Could you restate every line of the data word for word?

### DATA RECORDS ###

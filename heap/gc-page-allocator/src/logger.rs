//! A minimal `log` backend writing to standard error.
//!
//! Intended for tests and small host tools that want to see the page-level
//! `trace!`/`debug!` output of this workspace without pulling in a full
//! logging stack.

use log::{LevelFilter, Log, Metadata, Record, SetLoggerError};
use std::io::Write;

pub struct StderrLogger {
    max_level: LevelFilter,
}

impl StderrLogger {
    #[must_use]
    pub const fn new(max_level: LevelFilter) -> Self {
        Self { max_level }
    }

    /// Install as the global logger.
    ///
    /// # Errors
    /// Another logger was installed first.
    pub fn init(self) -> Result<(), SetLoggerError> {
        let max_level = self.max_level;
        log::set_boxed_logger(Box::new(self))?;
        log::set_max_level(max_level);
        Ok(())
    }
}

impl Log for StderrLogger {
    fn enabled(&self, metadata: &Metadata) -> bool {
        metadata.level() <= self.max_level
    }

    fn log(&self, record: &Record) {
        if !self.enabled(record.metadata()) {
            return;
        }

        // Format: "[LEVEL] target: message\n"
        let _ = writeln!(
            std::io::stderr().lock(),
            "[{}] {}: {}",
            record.level(),
            record.target(),
            record.args()
        );
    }

    fn flush(&self) {
        let _ = std::io::stderr().flush();
    }
}

/// Install a [`StderrLogger`] at `level` unless some logger is already set.
///
/// Safe to call from every test; only the first call has an effect.
pub fn init_for_tests(level: LevelFilter) {
    let _ = StderrLogger::new(level).init();
}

###

• **EXERCISE RESULT**
filename heap/gc-page-allocator/src/logger.rs
//! A minimal `log` backend writing to standard error.
//!
//! Intended for tests and small host tools that want to see the page-level
//! `trace!`/`debug!` output of this workspace without pulling in a full
//! logging stack.

use log::{LevelFilter, Log, Metadata, Record, SetLoggerError};
use std::io::Write;

pub struct StderrLogger {
    max_level: LevelFilter,
}

impl StderrLogger {
    #[must_use]
    pub const fn new(max_level: LevelFilter) -> Self {
        Self { max_level }
    }

    /// Install as the global logger.
    ///
    /// # Errors
    /// Another logger was installed first.
    pub fn init(self) -> Result<(), SetLoggerError> {
        let max_level = self.max_level;
        log::set_boxed_logger(Box::new(self))?;
        log::set_max_level(max_level);
        Ok(())
    }
}

impl Log for StderrLogger {
    fn enabled(&self, metadata: &Metadata) -> bool {
        metadata.level() <= self.max_level
    }

    fn log(&self, record: &Record) {
        if !self.enabled(record.metadata()) {
            return;
        }

        // Format: "[LEVEL] target: message\n"
        let _ = writeln!(
            std::io::stderr().lock(),
            "[{}] {}: {}",
            record.level(),
            record.target(),
            record.args()
        );
    }

    fn flush(&self) {
        let _ = std::io::stderr().flush();
    }
}

/// Install a [`StderrLogger`] at `level` unless some logger is already set.
///
/// Safe to call from every test; only the first call has an effect.
pub fn init_for_tests(level: LevelFilter) {
    let _ = StderrLogger::new(level).init();
}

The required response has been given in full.